Von Arndt Bretschneider

Zittau. Als 27-Jähriger erwarb der Olbersdorfer Bauernsohn Max Weber 1908 von der Gärtnerswitwe Weinert in Pethau Grund und Boden, um ein Federnwerk zu errichten. Bereits ein Jahr später stellte er mit einem Dutzend Arbeiter Automobil- und Waggonfedern her. Im Ersten Weltkrieg nahm das Werk einen steilen Aufschwung, weil es Kanonenfedern produzierte. Nach dem Krieg nannte Weber seine Firma „Oberlausitzer Spiral-, Waggon- und Blattfedernwerk“. Die Weltwirtschaftskrise machte um das federstahlverarbeitende Unternehmen einen Bogen.

So sieht die Fläche heute aus.
So sieht die Fläche heute aus. © Thomas Eichler

Auch im Zweiten Weltkrieg arbeitete das Werk für die Rüstung. 1946 wurde Weber als einer der Ersten im Kreis Zittau enteignet, der Betrieb jedoch nicht demontiert. Federn für die kriegsramponierten Waggons der Deutschen Reichsbahn und der sowjetischen Staatsbahn erschienen unverzichtbar. Bereits im Mai 1945 nahm man die Produktion wieder auf. Die „Vereinigung Volkseigener Betriebe des Lokomotiv- u. Waggonbaus (VVB LOWA) wurde 1949 gegründet. Das Zittauer Werk passte in diesen Verbund. Die Zittauer Federschmiede mauserte sich schnell zu einem Schwerpunktbetrieb des Waggon- und Fahrzeugbaus. So stammten sämtliche Blattfedern für Phänomen- und später Robur-Lkw aus dem Nachbarbetrieb in der Äußeren Weberstraße.

Der VEB Federnwerk Zittau hatte über eintausend Kunden und war für starke Druckfedern im gesamten Ostblock Alleinhersteller. Die 300 Beschäftigten konnten den Bedarf trotz Dreischichtbetrieb nicht decken. Etwa 20 000 Tonnen Federstahl wurden jährlich verarbeitet, hauptsächlich für die Waggonhersteller Dessau und Ammendorf. Die Drahtstärke für warmgeformte Federn betrug maximal 50 Millimeter. Sowohl die Schweizer Bahn als auch die Bundesbahn oder die schwedische Staatsbahn waren oft zufriedene Kunden. Die Schweizer Abnehmer bescheinigten dem Werkdirektor: Qualität hervorragend, Arbeitsbedingungen schrecklich.

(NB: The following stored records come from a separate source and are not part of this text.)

//! Configuration and the run-level data model

pub mod config;
pub mod dispatch;
pub mod models;
use regex::Regex;

/// Characters that may appear inside a GitHub username token. Anything else
/// (or the string edge) separates tokens.
const USERNAME_BOUNDARY_CLASS: &str = r"[^A-Za-z0-9_-]";

/// Whether `username` appears in `message` as a whole token, ignoring case.
///
/// `octocat` matches `"deployed by octocat"` and `"(octocat)"` but not
/// `"octocategories"`.
#[must_use]
pub fn contains_github_username(message: &str, username: &str) -> bool {
    let pattern = format!(
        "(?i)(^|{USERNAME_BOUNDARY_CLASS}){}({USERNAME_BOUNDARY_CLASS}|$)",
        regex::escape(username)
    );

    Regex::new(&pattern).is_ok_and(|re| re.is_match(message))
}
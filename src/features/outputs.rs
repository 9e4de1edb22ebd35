use std::fs;
use std::path::Path;

use tracing::info;

use crate::core::models::SendOutputs;
use crate::errors::SlackError;

pub const CHANNEL_ID_FILE: &str = "channel-id";
pub const MESSAGE_TS_FILE: &str = "message-ts";
pub const THREAD_TS_FILE: &str = "thread-ts";

/// Write the send identifiers to `output_dir` for later workflow steps,
/// one raw value per file.
///
/// - `channel-id`: ID of the channel (updates need the ID, not the name)
/// - `message-ts`: timestamp of the message, root or reply
/// - `thread-ts`: timestamp of the thread's root message
///
/// Files are written in that order and stop at the first failure, so earlier
/// files may already be on disk.
pub fn write_outputs(output_dir: &Path, outputs: &SendOutputs) -> Result<(), SlackError> {
    let files = [
        (CHANNEL_ID_FILE, outputs.channel_id.as_str()),
        (MESSAGE_TS_FILE, outputs.message_ts.as_str()),
        (THREAD_TS_FILE, outputs.thread_ts.as_str()),
    ];

    for (name, value) in files {
        let path = output_dir.join(name);
        fs::write(&path, value).map_err(|e| {
            SlackError::PersistError(format!("{}: {}", path.display(), e))
        })?;
        info!(file = name, value, "{name} written");
    }

    Ok(())
}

Nach und nach wurden eine große Wickelfeder- und eine Ringfederhalle errichtet. 1986 bekam man einen Großauftrag aus China, der nur mit chinesischen Arbeitskräften zu realisieren war. Dazu wurde in Windeseile ein Wohnheim am Rande des Grundstückes errichtet. Auch über die Wendezeit hinaus wurde noch in Maschinen und Anlagen investiert, eine eher seltene Tatsache im gesamten Osten Neudeutschlands. So wurden ein Duo-Stabwalzwerk, eine Exzenterpresse, eine Kugelstrahlanlage und eine nagelneue Kesselhausanlage errichtet. Bis dahin machten sich die 70 verbliebenen Beschäftigten Hoffnung auf Fortbestand. 1994 kam dann jedoch das Aus.